Here are some entries; quote each one exactly.

[Stored data entries]:
▽

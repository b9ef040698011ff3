// This file is part of the terraform-provider-remscontent project
//
// Copyright (C) ANEO, 2024-2024. All rights reserved.
//
// Licensed under the Apache License, Version 2.0 (the "License")
// you may not use this file except in compliance with the License.
// You may obtain a copy of the License at
//
//     http://www.apache.org/licenses/LICENSE-2.0
//
// Unless required by applicable law or agreed to in writing, software
// distributed under the License is distributed on an "AS IS" BASIS,
// WITHOUT WARRANTIES OR CONDITIONS OF ANY KIND, either express or implied.
// See the License for the specific language governing permissions and
// limitations under the License.

use std::collections::HashMap;
use std::sync::{Arc, PoisonError, RwLock};

use async_trait::async_trait;
use serde::{Deserialize, Serialize};

use tf_provider::schema::{AttributeConstraint, AttributeType, Block, Description, Schema};
use tf_provider::value::{ValueEmpty, ValueString};
use tf_provider::{
    map, AttributePath, Diagnostics, DynamicDataSource, DynamicFunction, DynamicResource, Provider,
};
use tracing::{debug, info};

use crate::{
    catalogue_item::CatalogueItem,
    category::Category,
    client::{base_url, ClientConfig, RemsClient},
    content::ContentResource,
    form::Form,
    functions::{FormFieldHeaderFunction, FormFieldLabelFunction},
    license::License,
    organization::OrganizationDataSource,
    rems_resource::RemsResource,
    utils::{attribute, known_str, known_string, Reported},
    workflow::Workflow,
};

pub const ENDPOINT_ENV: &str = "REMS_ENDPOINT";
pub const API_USER_ENV: &str = "REMS_API_USER";
pub const API_KEY_ENV: &str = "REMS_API_KEY";

/// Client handle shared by the provider and everything it serves.
///
/// Resources are instantiated before the provider block is configured, so
/// they hold this handle and pick the client up on use.
#[derive(Debug, Default, Clone)]
pub struct SharedClient(Arc<RwLock<Option<RemsClient>>>);

impl SharedClient {
    pub fn set(&self, client: RemsClient) {
        *self.0.write().unwrap_or_else(PoisonError::into_inner) = Some(client);
    }

    pub fn get(&self, diags: &mut Diagnostics) -> Option<RemsClient> {
        let client = self.0.read().unwrap_or_else(PoisonError::into_inner).clone();
        if client.is_none() {
            diags.root_error(
                "Provider not configured",
                "The remscontent provider must be configured before its resources are used.",
            );
        }
        client
    }
}

impl From<RemsClient> for SharedClient {
    fn from(client: RemsClient) -> Self {
        Self(Arc::new(RwLock::new(Some(client))))
    }
}

#[derive(Debug, Default, Clone, PartialEq, Eq, Serialize, Deserialize)]
pub struct ProviderConfig<'a> {
    #[serde(borrow = "'a")]
    pub endpoint: ValueString<'a>,
    #[serde(borrow = "'a")]
    pub api_user: ValueString<'a>,
    #[serde(borrow = "'a")]
    pub api_key: ValueString<'a>,
}

impl ProviderConfig<'_> {
    /// Resolve the client settings, falling back to `env` for unset attributes.
    fn client_config(
        &self,
        diags: &mut Diagnostics,
        env: impl Fn(&str) -> Option<String>,
    ) -> Option<ClientConfig> {
        let mut resolve = |value: &ValueString<'_>, name: &'static str, var: &str| {
            let resolved = known_string(value)
                .filter(|value| !value.is_empty())
                .or_else(|| env(var).filter(|value| !value.is_empty()));
            if resolved.is_none() {
                diags.error(
                    format!("Missing `{name}`"),
                    format!(
                        "Set `{name}` in the provider block or the `{var}` environment variable."
                    ),
                    AttributePath::new(name),
                );
            }
            resolved.unwrap_or_default()
        };

        let config = ClientConfig {
            endpoint: resolve(&self.endpoint, "endpoint", ENDPOINT_ENV),
            user_id: resolve(&self.api_user, "api_user", API_USER_ENV),
            api_key: resolve(&self.api_key, "api_key", API_KEY_ENV),
        };

        if diags.errors.is_empty() {
            Some(config)
        } else {
            None
        }
    }
}

#[derive(Debug, Default, Clone)]
pub struct RemsContentProvider {
    client: SharedClient,
}

#[async_trait]
impl Provider for RemsContentProvider {
    type Config<'a> = ProviderConfig<'a>;
    type MetaState<'a> = ValueEmpty;

    fn schema(&self, _diags: &mut Diagnostics) -> Option<Schema> {
        Some(Schema {
            version: 1,
            block: Block {
                description: Description::plain("Manage REMS content"),
                attributes: map! {
                    "endpoint" => attribute(
                        AttributeType::String,
                        AttributeConstraint::Optional,
                        "REMS instance host name, or base URL. Defaults to $REMS_ENDPOINT",
                    ),
                    "api_user" => attribute(
                        AttributeType::String,
                        AttributeConstraint::Optional,
                        "REMS API user. Defaults to $REMS_API_USER",
                    ),
                    "api_key" => tf_provider::schema::Attribute {
                        sensitive: true,
                        ..attribute(
                            AttributeType::String,
                            AttributeConstraint::Optional,
                            "REMS API key. Defaults to $REMS_API_KEY",
                        )
                    },
                },
                ..Default::default()
            },
        })
    }

    async fn validate<'a>(&self, diags: &mut Diagnostics, config: Self::Config<'a>) -> Option<()> {
        if let Some(endpoint) = known_str(&config.endpoint) {
            if let Err(err) = base_url(endpoint) {
                diags.error("Invalid endpoint", err.to_string(), AttributePath::new("endpoint"));
            }
        }

        if diags.errors.is_empty() {
            Some(())
        } else {
            None
        }
    }

    async fn configure<'a>(
        &self,
        diags: &mut Diagnostics,
        terraform_version: String,
        config: Self::Config<'a>,
    ) -> Option<()> {
        debug!(terraform_version, "configuring provider");

        let client_config = config.client_config(diags, |var| std::env::var(var).ok())?;
        let client =
            RemsClient::new(&client_config).reported(diags, "Failure to create REMS client")?;

        info!(base_url = client.base_url(), "REMS client configured");
        self.client.set(client);
        Some(())
    }

    fn get_resources(
        &self,
        _diags: &mut Diagnostics,
    ) -> Option<HashMap<String, Box<dyn DynamicResource>>> {
        Some(map! {
            "form"           => ContentResource::<Form>::new(self.client.clone()),
            "category"       => ContentResource::<Category>::new(self.client.clone()),
            "license"        => ContentResource::<License>::new(self.client.clone()),
            "workflow"       => ContentResource::<Workflow>::new(self.client.clone()),
            "resource"       => ContentResource::<RemsResource>::new(self.client.clone()),
            "catalogue_item" => ContentResource::<CatalogueItem>::new(self.client.clone()),
        })
    }

    fn get_data_sources(
        &self,
        _diags: &mut Diagnostics,
    ) -> Option<HashMap<String, Box<dyn DynamicDataSource>>> {
        Some(map! {
            "organization" => OrganizationDataSource::new(self.client.clone()),
        })
    }

    fn get_functions(
        &self,
        _diags: &mut Diagnostics,
    ) -> Option<HashMap<String, Box<dyn DynamicFunction>>> {
        Some(map! {
            "form_field_header" => FormFieldHeaderFunction,
            "form_field_label"  => FormFieldLabelFunction,
        })
    }
}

△

[Result]:
repository b9ef040698011ff3
// This file is part of the terraform-provider-remscontent project
//
// Copyright (C) ANEO, 2024-2024. All rights reserved.
//
// Licensed under the Apache License, Version 2.0 (the "License")
// you may not use this file except in compliance with the License.
// You may obtain a copy of the License at
//
//     http://www.apache.org/licenses/LICENSE-2.0
//
// Unless required by applicable law or agreed to in writing, software
// distributed under the License is distributed on an "AS IS" BASIS,
// WITHOUT WARRANTIES OR CONDITIONS OF ANY KIND, either express or implied.
// See the License for the specific language governing permissions and
// limitations under the License.

use std::collections::HashMap;
use std::sync::{Arc, PoisonError, RwLock};

use async_trait::async_trait;
use serde::{Deserialize, Serialize};

use tf_provider::schema::{AttributeConstraint, AttributeType, Block, Description, Schema};
use tf_provider::value::{ValueEmpty, ValueString};
use tf_provider::{
    map, AttributePath, Diagnostics, DynamicDataSource, DynamicFunction, DynamicResource, Provider,
};
use tracing::{debug, info};

use crate::{
    catalogue_item::CatalogueItem,
    category::Category,
    client::{base_url, ClientConfig, RemsClient},
    content::ContentResource,
    form::Form,
    functions::{FormFieldHeaderFunction, FormFieldLabelFunction},
    license::License,
    organization::OrganizationDataSource,
    rems_resource::RemsResource,
    utils::{attribute, known_str, known_string, Reported},
    workflow::Workflow,
};

pub const ENDPOINT_ENV: &str = "REMS_ENDPOINT";
pub const API_USER_ENV: &str = "REMS_API_USER";
pub const API_KEY_ENV: &str = "REMS_API_KEY";

/// Client handle shared by the provider and everything it serves.
///
/// Resources are instantiated before the provider block is configured, so
/// they hold this handle and pick the client up on use.
#[derive(Debug, Default, Clone)]
pub struct SharedClient(Arc<RwLock<Option<RemsClient>>>);

impl SharedClient {
    pub fn set(&self, client: RemsClient) {
        *self.0.write().unwrap_or_else(PoisonError::into_inner) = Some(client);
    }

    pub fn get(&self, diags: &mut Diagnostics) -> Option<RemsClient> {
        let client = self.0.read().unwrap_or_else(PoisonError::into_inner).clone();
        if client.is_none() {
            diags.root_error(
                "Provider not configured",
                "The remscontent provider must be configured before its resources are used.",
            );
        }
        client
    }
}

impl From<RemsClient> for SharedClient {
    fn from(client: RemsClient) -> Self {
        Self(Arc::new(RwLock::new(Some(client))))
    }
}

#[derive(Debug, Default, Clone, PartialEq, Eq, Serialize, Deserialize)]
pub struct ProviderConfig<'a> {
    #[serde(borrow = "'a")]
    pub endpoint: ValueString<'a>,
    #[serde(borrow = "'a")]
    pub api_user: ValueString<'a>,
    #[serde(borrow = "'a")]
    pub api_key: ValueString<'a>,
}

impl ProviderConfig<'_> {
    /// Resolve the client settings, falling back to `env` for unset attributes.
    fn client_config(
        &self,
        diags: &mut Diagnostics,
        env: impl Fn(&str) -> Option<String>,
    ) -> Option<ClientConfig> {
        let mut resolve = |value: &ValueString<'_>, name: &'static str, var: &str| {
            let resolved = known_string(value)
                .filter(|value| !value.is_empty())
                .or_else(|| env(var).filter(|value| !value.is_empty()));
            if resolved.is_none() {
                diags.error(
                    format!("Missing `{name}`"),
                    format!(
                        "Set `{name}` in the provider block or the `{var}` environment variable."
                    ),
                    AttributePath::new(name),
                );
            }
            resolved.unwrap_or_default()
        };

        let config = ClientConfig {
            endpoint: resolve(&self.endpoint, "endpoint", ENDPOINT_ENV),
            user_id: resolve(&self.api_user, "api_user", API_USER_ENV),
            api_key: resolve(&self.api_key, "api_key", API_KEY_ENV),
        };

        if diags.errors.is_empty() {
            Some(config)
        } else {
            None
        }
    }
}

#[derive(Debug, Default, Clone)]
pub struct RemsContentProvider {
    client: SharedClient,
}

#[async_trait]
impl Provider for RemsContentProvider {
    type Config<'a> = ProviderConfig<'a>;
    type MetaState<'a> = ValueEmpty;

    fn schema(&self, _diags: &mut Diagnostics) -> Option<Schema> {
        Some(Schema {
            version: 1,
            block: Block {
                description: Description::plain("Manage REMS content"),
                attributes: map! {
                    "endpoint" => attribute(
                        AttributeType::String,
                        AttributeConstraint::Optional,
                        "REMS instance host name, or base URL. Defaults to $REMS_ENDPOINT",
                    ),
                    "api_user" => attribute(
                        AttributeType::String,
                        AttributeConstraint::Optional,
                        "REMS API user. Defaults to $REMS_API_USER",
                    ),
                    "api_key" => tf_provider::schema::Attribute {
                        sensitive: true,
                        ..attribute(
                            AttributeType::String,
                            AttributeConstraint::Optional,
                            "REMS API key. Defaults to $REMS_API_KEY",
                        )
                    },
                },
                ..Default::default()
            },
        })
    }

    async fn validate<'a>(&self, diags: &mut Diagnostics, config: Self::Config<'a>) -> Option<()> {
        if let Some(endpoint) = known_str(&config.endpoint) {
            if let Err(err) = base_url(endpoint) {
                diags.error("Invalid endpoint", err.to_string(), AttributePath::new("endpoint"));
            }
        }

        if diags.errors.is_empty() {
            Some(())
        } else {
            None
        }
    }

    async fn configure<'a>(
        &self,
        diags: &mut Diagnostics,
        terraform_version: String,
        config: Self::Config<'a>,
    ) -> Option<()> {
        debug!(terraform_version, "configuring provider");

        let client_config = config.client_config(diags, |var| std::env::var(var).ok())?;
        let client =
            RemsClient::new(&client_config).reported(diags, "Failure to create REMS client")?;

        info!(base_url = client.base_url(), "REMS client configured");
        self.client.set(client);
        Some(())
    }

    fn get_resources(
        &self,
        _diags: &mut Diagnostics,
    ) -> Option<HashMap<String, Box<dyn DynamicResource>>> {
        Some(map! {
            "form"           => ContentResource::<Form>::new(self.client.clone()),
            "category"       => ContentResource::<Category>::new(self.client.clone()),
            "license"        => ContentResource::<License>::new(self.client.clone()),
            "workflow"       => ContentResource::<Workflow>::new(self.client.clone()),
            "resource"       => ContentResource::<RemsResource>::new(self.client.clone()),
            "catalogue_item" => ContentResource::<CatalogueItem>::new(self.client.clone()),
        })
    }

    fn get_data_sources(
        &self,
        _diags: &mut Diagnostics,
    ) -> Option<HashMap<String, Box<dyn DynamicDataSource>>> {
        Some(map! {
            "organization" => OrganizationDataSource::new(self.client.clone()),
        })
    }

    fn get_functions(
        &self,
        _diags: &mut Diagnostics,
    ) -> Option<HashMap<String, Box<dyn DynamicFunction>>> {
        Some(map! {
            "form_field_header" => FormFieldHeaderFunction,
            "form_field_label"  => FormFieldLabelFunction,
        })
    }
}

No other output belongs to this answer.